Questions and Answers

Are egg sandwiches a healthy breakfast option?
While egg sandwiches can be a part of a healthy breakfast, it’s important to consider the overall nutritional balance. While they provide protein and carbohydrates, some egg sandwiches may contain high amounts of sodium and unhealthy fats. Opting for whole-grain bread, using lean protein sources, and adding vegetables can make them healthier choices.
Can I customize my egg sandwich with different ingredients?
Absolutely! One of the great advantages of egg sandwiches is their versatility. You can personalize your sandwich by adding ingredients like vegetables, cheese, herbs, or sauces according to your preferences. Experimenting with different flavors and textures can make your egg sandwich even more enjoyable.

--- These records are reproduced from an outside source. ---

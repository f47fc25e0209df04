//! Extractors for handlers behind the guard
//!
//! The guard middleware stores the `Admission` and the requested includes in
//! the request extensions; these extractors read them back.

use std::convert::Infallible;

use axum::{extract::FromRequestParts, http::request::Parts};

use crate::api::types::ApiError;
use crate::domain::api_key::ApiKey;
use crate::domain::guard::Admission;

/// Extractor that requires an authenticated key
///
/// Fails with 401 on routes the guard admitted without a key.
#[derive(Debug, Clone)]
pub struct RequireApiKey(pub ApiKey);

impl<S: Send + Sync> FromRequestParts<S> for RequireApiKey {
    type Rejection = ApiError;

    async fn from_request_parts(parts: &mut Parts, _state: &S) -> Result<Self, Self::Rejection> {
        parts
            .extensions
            .get::<Admission>()
            .and_then(|admission| admission.api_key.clone())
            .map(RequireApiKey)
            .ok_or_else(|| ApiError::unauthorized("Unauthorized"))
    }
}

/// The key the guard resolved, if the route required one
#[derive(Debug, Clone)]
pub struct GuardedKey(pub Option<ApiKey>);

impl<S: Send + Sync> FromRequestParts<S> for GuardedKey {
    type Rejection = Infallible;

    async fn from_request_parts(parts: &mut Parts, _state: &S) -> Result<Self, Self::Rejection> {
        Ok(GuardedKey(
            parts
                .extensions
                .get::<Admission>()
                .and_then(|admission| admission.api_key.clone()),
        ))
    }
}

/// Relations the caller asked to embed in the response
///
/// Parsed from a comma-separated parameter. Nested names imply their
/// parents: `author.books` also requests `author`.
#[derive(Debug, Clone, Default, PartialEq, Eq)]
pub struct RequestedIncludes(pub Vec<String>);

impl RequestedIncludes {
    pub fn parse(raw: Option<&str>) -> Self {
        let mut includes: Vec<String> = Vec::new();

        for name in raw
            .unwrap_or_default()
            .split(',')
            .map(str::trim)
            .filter(|name| !name.is_empty())
        {
            let segments: Vec<&str> = name.split('.').collect();
            for depth in 1..=segments.len() {
                let include = segments[..depth].join(".");
                if !includes.contains(&include) {
                    includes.push(include);
                }
            }
        }

        Self(includes)
    }

    pub fn contains(&self, name: &str) -> bool {
        self.0.iter().any(|include| include == name)
    }

    pub fn is_empty(&self) -> bool {
        self.0.is_empty()
    }
}

impl<S: Send + Sync> FromRequestParts<S> for RequestedIncludes {
    type Rejection = Infallible;

    async fn from_request_parts(parts: &mut Parts, _state: &S) -> Result<Self, Self::Rejection> {
        Ok(parts
            .extensions
            .get::<RequestedIncludes>()
            .cloned()
            .unwrap_or_default())
    }
}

How can I make a healthier egg sandwich?
To make a healthier egg sandwich, consider these tips: choose whole grain bread instead of refined bread for added fiber; use egg whites or a combination of whole eggs and egg whites to reduce cholesterol and fat content; opt for lean protein sources such as turkey bacon or chicken sausage; add fresh vegetables for added nutrients and flavor; and go easy on high-fat condiments such as mayonnaise or dressings.
Can an egg sandwich be part of a weight loss diet?
Yes, an egg sandwich can be part of a weight loss diet, but portion control and ingredient choices are crucial. Pay attention to the calorie content of your sandwich and consider using lower-calorie bread options or wrapping it in lettuce leaves instead. Load up on vegetables to increase bulk without adding excessive calories, and be mindful of high-calorie spreads or dressings.
Can I make egg sandwiches ahead of time for meal prep?
Yes, egg sandwiches can be prepared in advance for meal prep. Cook and assemble the sandwiches, then wrap them tightly or store them in airtight containers. They can be refrigerated for a few days or frozen for longer storage. When ready to eat, reheat in a microwave or oven until heated through. Note, however, that the texture of the eggs may change slightly when reheated.